The main built block will be set on the most functional spot to the south, below the existing hospital. It will be mostly brick-coloured like the preexisting structure. This brick block will be anchored in the soil, in the rock and stones. It combines quintessential Mediterranean themes and materials. The architecture seeks to look natural and to provide an ideal climate. It also aims at wellbeing and tranquility, hopefully demonstrating that hospital architecture needn’t be doomed to exclusively financial and functional exercises.

 

We are in Nîmes. In the Mediterranean Basin. Themes linked to being anchored in the soil, to designing the new site in terms of the relief and topography, the streaming of light into the building through patios or protected windows – these are all so many opportunities for anchoring the building in its geographical area and in its city.
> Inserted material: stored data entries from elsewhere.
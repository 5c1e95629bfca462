use crate::lexer::Lexer;
use crate::lexicon::Lexicon;
use serde::{Deserialize, Serialize};
use std::str::FromStr;

/// Decides which tokens take part in the average.
#[derive(Debug, Clone, Copy, Default, PartialEq, Eq, Serialize, Deserialize)]
#[serde(rename_all = "kebab-case")]
pub enum ScoringPolicy {
    /// A token counts when its word is present in the lexicon, including
    /// words stored with a score of exactly `0.0`.
    #[default]
    PresenceAware,
    /// A token counts when its looked-up score is non-zero, so absent words
    /// and zero-valued words are both left out.
    ZeroAsAbsent,
}

impl FromStr for ScoringPolicy {
    type Err = String;

    fn from_str(s: &str) -> Result<Self, Self::Err> {
        match s {
            "presence" | "presence-aware" => Ok(ScoringPolicy::PresenceAware),
            "nonzero" | "zero-as-absent" => Ok(ScoringPolicy::ZeroAsAbsent),
            other => Err(format!(
                "unknown scoring policy `{other}`, expected `presence` or `nonzero`"
            )),
        }
    }
}

/// The result of scoring one text.
#[derive(Debug, Clone, Copy, PartialEq, Serialize)]
pub struct Analysis {
    /// Mean score of the matched tokens, `0.0` when nothing matched.
    pub score: f64,
    pub token_count: usize,
    pub matched_count: usize,
    /// Sum of the matched scores.
    pub total: f64,
}

impl Analysis {
    /// Serializes the analysis into a pretty-printed JSON string.
    ///
    /// # Errors
    /// Returns a `serde_json::Error` if serialization fails.
    pub fn to_json(&self) -> Result<String, serde_json::Error> {
        serde_json::to_string_pretty(self)
    }

    /// Serializes the analysis into a YAML string.
    ///
    /// # Errors
    /// Returns a `serde_yaml::Error` if serialization fails.
    pub fn to_yaml(&self) -> Result<String, serde_yaml::Error> {
        serde_yaml::to_string(self)
    }
}

/// Scores `text` against `lexicon`.
///
/// The text is split on whitespace, each token is lower-cased and looked up,
/// and the matched scores are averaged. Unmatched tokens add nothing to the
/// sum or the count. The lexicon may still be loading; the result then
/// reflects whatever it holds at the time of each lookup.
pub fn analyze(text: &str, lexicon: &Lexicon, policy: ScoringPolicy) -> Analysis {
    let mut total = 0.0;
    let mut token_count = 0;
    let mut matched_count = 0;

    for token in Lexer::new(text) {
        token_count += 1;
        let word = token.normalized();
        let score = match policy {
            ScoringPolicy::PresenceAware => lexicon.get(&word),
            ScoringPolicy::ZeroAsAbsent => Some(lexicon.lookup(&word)).filter(|s| *s != 0.0),
        };
        if let Some(score) = score {
            total += score;
            matched_count += 1;
        }
    }

    let score = if matched_count > 0 {
        total / matched_count as f64
    } else {
        0.0
    };

    Analysis {
        score,
        token_count,
        matched_count,
        total,
    }
}

/// Average sentiment of `text` under the default [`ScoringPolicy`].
pub fn analyze_text(text: &str, lexicon: &Lexicon) -> f64 {
    analyze(text, lexicon, ScoringPolicy::default()).score
}

#[cfg(test)]
mod tests {
    use super::*;

    fn lexicon() -> Lexicon {
        let lexicon = Lexicon::new();
        lexicon.insert("good", 1.0);
        lexicon.insert("bad", -1.0);
        lexicon.insert("neutral", 0.0);
        lexicon
    }

    #[test]
    fn test_analysis_counts() {
        let analysis = analyze("good bad unknown good", &lexicon(), ScoringPolicy::PresenceAware);
        assert_eq!(analysis.token_count, 4);
        assert_eq!(analysis.matched_count, 3);
        assert_eq!(analysis.total, 1.0);
        assert!((analysis.score - 1.0 / 3.0).abs() < 1e-12);
    }

    #[test]
    fn test_zero_entries_depend_on_policy() {
        let lexicon = lexicon();

        let aware = analyze("good neutral", &lexicon, ScoringPolicy::PresenceAware);
        assert_eq!(aware.matched_count, 2);
        assert_eq!(aware.score, 0.5);

        let lossy = analyze("good neutral", &lexicon, ScoringPolicy::ZeroAsAbsent);
        assert_eq!(lossy.matched_count, 1);
        assert_eq!(lossy.score, 1.0);
    }

    #[test]
    fn test_only_zero_matches() {
        let analysis = analyze("neutral neutral", &lexicon(), ScoringPolicy::PresenceAware);
        assert_eq!(analysis.matched_count, 2);
        assert_eq!(analysis.score, 0.0);
    }

    #[test]
    fn test_policy_from_str() {
        assert_eq!("presence".parse(), Ok(ScoringPolicy::PresenceAware));
        assert_eq!("zero-as-absent".parse(), Ok(ScoringPolicy::ZeroAsAbsent));
        assert!("mean".parse::<ScoringPolicy>().is_err());
    }

    #[test]
    fn test_analysis_to_json() {
        let analysis = analyze("good", &lexicon(), ScoringPolicy::PresenceAware);
        let json: serde_json::Value = serde_json::from_str(&analysis.to_json().unwrap()).unwrap();
        assert_eq!(
            json,
            serde_json::json!({
                "score": 1.0,
                "token_count": 1,
                "matched_count": 1,
                "total": 1.0,
            })
        );
    }
}
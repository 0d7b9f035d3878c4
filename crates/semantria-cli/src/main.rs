//! Semantria CLI - session management and signed calls from the terminal.
//!
//! Logs in once and reuses the cached session on later runs, so scripts can
//! call the API without sending the password every time.

use std::io::{self, Write};

use anyhow::{Context, Result};
use clap::{Parser, Subcommand};
use tracing::info;
use tracing_subscriber::{fmt, prelude::*, EnvFilter};

use semantria_core::auth::signature::{authorization_header, hash_secret};
use semantria_core::{ApiClient, AuthService, Config, HttpExecutor};

const ENV_USERNAME: &str = "SEMANTRIA_USERNAME";
const ENV_PASSWORD: &str = "SEMANTRIA_PASSWORD";

#[derive(Parser)]
#[command(name = "semantria", version, about = "Semantria session and signed request client")]
struct Cli {
    #[command(subcommand)]
    command: Command,
}

#[derive(Subcommand)]
enum Command {
    /// Get a session, reusing the cached one when still valid
    Login {
        #[arg(short, long)]
        username: Option<String>,
        /// Always create a new session
        #[arg(long)]
        fresh: bool,
    },
    /// Check a username and password without creating a session
    Check {
        #[arg(short, long)]
        username: Option<String>,
    },
    /// Forget the cached session
    Logout,
    /// Print the Authorization header for a URL
    Sign {
        url: String,
        #[arg(long)]
        key: String,
        #[arg(long)]
        secret: String,
    },
    /// Perform a signed GET against the API host
    Get {
        path: String,
        #[arg(short, long)]
        username: Option<String>,
        /// Write the raw response bytes to stdout
        #[arg(long)]
        binary: bool,
    },
}

/// Initialize the tracing subscriber for logging
fn init_tracing() {
    // Use RUST_LOG env var to control log level (e.g., RUST_LOG=debug)
    let filter = EnvFilter::try_from_default_env()
        .unwrap_or_else(|_| EnvFilter::new("warn"));

    tracing_subscriber::registry()
        .with(fmt::layer().with_writer(io::stderr))
        .with(filter)
        .init();
}

#[tokio::main]
async fn main() -> Result<()> {
    // Load .env file if present (silently ignore if not found)
    let _ = dotenvy::dotenv();

    init_tracing();
    let cli = Cli::parse();

    let config = Config::load()?.apply_env();
    let executor = HttpExecutor::from_config(&config).context("Failed to create HTTP client")?;
    let auth = AuthService::new(executor.clone(), &config);

    match cli.command {
        Command::Login { username, fresh } => {
            let username = resolve_username(username)?;
            let password = resolve_password()?;
            let session = auth.get_session(&username, &password, !fresh).await?;
            info!(username = %username, "Logged in");
            println!("session: {}", session.id);
            println!("key:     {}", session.api_key);
        }
        Command::Check { username } => {
            let username = resolve_username(username)?;
            let password = resolve_password()?;
            auth.authenticate(&username, &password).await?;
            println!("Credentials accepted");
        }
        Command::Logout => {
            auth.invalidate();
            println!("Cached session removed");
        }
        Command::Sign { url, key, secret } => {
            println!("{}", authorization_header(&url, &key, &hash_secret(&secret))?);
        }
        Command::Get { path, username, binary } => {
            let username = resolve_username(username)?;
            let password = resolve_password()?;
            let session = auth.get_session(&username, &password, true).await?;

            let client = ApiClient::new(executor, &config).with_session(session);
            if binary {
                let bytes = client.get_bytes(&path, &[]).await?;
                io::stdout().write_all(&bytes)?;
            } else {
                println!("{}", client.get_text(&path, &[]).await?);
            }
        }
    }

    Ok(())
}

fn resolve_username(username: Option<String>) -> Result<String> {
    if let Some(username) = username.or_else(|| std::env::var(ENV_USERNAME).ok()) {
        return Ok(username);
    }

    print!("Username: ");
    io::stdout().flush()?;

    let mut username = String::new();
    io::stdin().read_line(&mut username)?;
    let username = username.trim().to_string();
    if username.is_empty() {
        anyhow::bail!("Username required");
    }
    Ok(username)
}

fn resolve_password() -> Result<String> {
    if let Ok(password) = std::env::var(ENV_PASSWORD) {
        return Ok(password);
    }
    let password = rpassword::prompt_password("Password: ")?;
    Ok(password)
}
The eternal themes of sun and water, of vegetation, of the scrubland of the south of France, of figs and olives and wheat… merging possibly with the equally symbolic themes of bulls, the Minotaur, and even the She-wolf of Rome, as well as snakes, palm trees, crocodiles, etc. – these will all dealt with by simple means, vegetal or mineral, the most explicit being ‘wrought iron’ artworks.

 

The hospital thus proposed is an integral part of the landscape based on function, its form can evolve without profoundly changing the writing or meaning of an organic architecture that has tied down, wrapped up, refined and discriminated between the obligatory contingencies of a precise system. Precision is used as an internal vocabulary, with smooth welded brick-coloured floors, chrome, white paint, materials chosen chromatically, etc., within a well-managed contrast to a more expressive exterior.

 

The symbolic dimension linked to the essence of the place gives this architecture an optimistic human dimension, as well as a visual quality that would be hard to achieve in a more conventional style.

 

Nîmes Hospital has Mediterranean hospitality. It aims to be an integral part of the architectural heritage of the city, to avoid the fate of the usual boring architecture conditioned by the ‘hospital’ program, and the facility of the stereotypical response: architecture really can exist in a hospital setting. Gaudi and Scarpa, men of the Mediterranean, demanding men and demanding architects, would have made a stronger case than I have.